I’m definitely enjoying getting back into the swing of things with Hyouge Mono, which may be the most unique anime currently airing. But the same question still nags at me that has almost from the beginning – just who exactly is watching this thing?
Whoever the target audience is and whoever gave this series the green-light, I’m glad it exists. I’ll admit that there are times when it’s a bit hard to tell all the old men apart, and the more working knowledge of Sengoku-era history you have (and no, Sengoku Basara doesn’t count) the easier all this would be to follow. Still, I try to focus a scene at a time and focus on the subtext elements which are the best part of the series for me. And of course, it’s much easier when you’re waiting a week between episodes instead of three months.
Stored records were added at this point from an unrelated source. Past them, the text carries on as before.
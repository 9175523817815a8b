use crate::traits::PreferenceObserver;
use crate::PreferenceError;
use parking_lot::Mutex;
use serde_json::{Map, Value};
use std::fs;
use std::path::{Path, PathBuf};
use tracing::{debug, warn};

pub const DARK_MODE_KEY: &str = "darkMode";
const PREFERENCE_DIR: &str = "resume-search";
const PREFERENCE_FILE: &str = "preferences.json";

pub fn default_preference_path() -> Result<PathBuf, PreferenceError> {
    dirs::config_dir()
        .map(|dir| dir.join(PREFERENCE_DIR).join(PREFERENCE_FILE))
        .ok_or_else(|| PreferenceError::MissingLocation("no config directory".to_string()))
}

/// Persists the dark-mode flag in a JSON key-value file and pushes every change to the
/// subscribed observers. Last write wins.
pub struct DisplayPreferenceStore {
    path: PathBuf,
    dark_mode: Mutex<bool>,
    observers: Mutex<Vec<Box<dyn PreferenceObserver + Send + Sync>>>,
}

impl DisplayPreferenceStore {
    /// Opens the store and reads the persisted value. A missing or unreadable value
    /// starts out as `false`.
    pub fn load(path: impl Into<PathBuf>) -> Self {
        let path = path.into();
        let dark_mode = read_dark_mode(&path);
        debug!(path = %path.display(), dark_mode, "display preference loaded");
        Self {
            path,
            dark_mode: Mutex::new(dark_mode),
            observers: Mutex::new(Vec::new()),
        }
    }

    pub fn path(&self) -> &Path {
        &self.path
    }

    pub fn get(&self) -> bool {
        *self.dark_mode.lock()
    }

    /// Writes `dark_mode` to disk and re-applies it to observers if it changed.
    pub fn set(&self, dark_mode: bool) -> Result<(), PreferenceError> {
        let mut current = self.dark_mode.lock();
        self.store(&mut current, dark_mode)
    }

    /// Flips the value under the same lock as the write, so concurrent toggles never
    /// collapse into one.
    pub fn toggle(&self) -> Result<bool, PreferenceError> {
        let mut current = self.dark_mode.lock();
        let next = !*current;
        self.store(&mut current, next)?;
        Ok(next)
    }

    // Observers run while the value lock is held and must not call back into the store.
    fn store(&self, current: &mut bool, dark_mode: bool) -> Result<(), PreferenceError> {
        write_dark_mode(&self.path, dark_mode)?;
        let changed = *current != dark_mode;
        *current = dark_mode;
        if changed {
            for observer in self.observers.lock().iter() {
                observer.apply(dark_mode);
            }
        }
        Ok(())
    }

    /// Registers an observer and applies the current value to it right away.
    pub fn subscribe(&self, observer: impl PreferenceObserver + Send + Sync + 'static) {
        observer.apply(self.get());
        self.observers.lock().push(Box::new(observer));
    }
}

fn read_dark_mode(path: &Path) -> bool {
    let raw = match fs::read_to_string(path) {
        Ok(raw) => raw,
        Err(_) => return false,
    };
    match serde_json::from_str::<Value>(&raw) {
        Ok(value) => value
            .get(DARK_MODE_KEY)
            .and_then(Value::as_bool)
            .unwrap_or(false),
        Err(error) => {
            warn!(path = %path.display(), error = %error, "ignoring unparsable preference file");
            false
        }
    }
}

fn write_dark_mode(path: &Path, dark_mode: bool) -> Result<(), PreferenceError> {
    let mut entries = fs::read_to_string(path)
        .ok()
        .and_then(|raw| serde_json::from_str::<Map<String, Value>>(&raw).ok())
        .unwrap_or_default();
    entries.insert(DARK_MODE_KEY.to_string(), Value::Bool(dark_mode));

    if let Some(parent) = path.parent() {
        fs::create_dir_all(parent)?;
    }
    fs::write(path, serde_json::to_string_pretty(&Value::Object(entries))?)?;
    Ok(())
}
While Sosuke’s disastrous catering job for General Tokugawa was easy to predict, it was still a great scene – hilarious and extremely uncomfortable at the same time. I confess not to know enough of Ieyasu Tokugawa to know whether his slovenly personal appearance is a well-established trait, but it’s clear the he and his ascetic warrior clan find the aesthetic sense of Oda and his circle abhorrent to say the least. Tatty socks? It really makes me wonder if Senno intentionally selected Sosuke to help cater the banquet, knowing that he’d come up with such flamboyant and absurd dishes that Tokugawa would be enraged. It’s clear that wedging Tokugawa away from Oda is a goal of the leaders of the brewing rebellion, and more clear than ever that Sosuke is an unwitting pawn in a power game he doesn’t understand.
It takes a lot of extrapolation to get to this idea, but I’m thinking that Hideyoshi may be setting up Mitsuhide to be the fall guy for the whole operation. Clearly, he and Senno are the brains behind the fomenting revolution, and they seem to have both been nudging Mitsuhide towards betraying Oda by playing on his anger. Mitsuhide strikes me as very self-righteous fellow, and those two are playing on that trait. Is it a spoiler to talk about historical events? Well, stop reading here if you think so because I’m about to spoil the ending (unless they go the alternate history route). It’s Mitsuhide who kills Oda, of course, burning his castle down around him. And it’s Hideyoshi (conveniently far away from the action at the time) who comes racing back to Hanshin to put the “traitor” Mitsuhide to the sword. It’s clear from Mitushide’s words to Tokugawa and his act of burning Oda’s gift that’s ready to pop, and Hideyoshi openly speculates that Mitsuhide might assassinate Oda.
As for poor Sosuke, he’s more convinced than ever that his dreams of greatness are doomed – that he’s fated to never be more than comic relief for Oda (who laughed wildly at his absurd desert of fruits and cream in a pineapple husk at the banquet) and that only Oda’s kin will ever see true rewards as a result of service. Sosuke does get another nice moment with his odd-looking family, as Osen has ordered him a truly lovely suit of armor as befits his status as a 400 Koku vassal. That gives him renewed determination to prove himself to Milord in battle, and there’s a definite sense that while Sosuke’s major consideration will always be the accumulation of treasures, he does have a measure of real personal loyalty to Oda. Unfortunately for him, it seems as if he may be backing the wrong horse.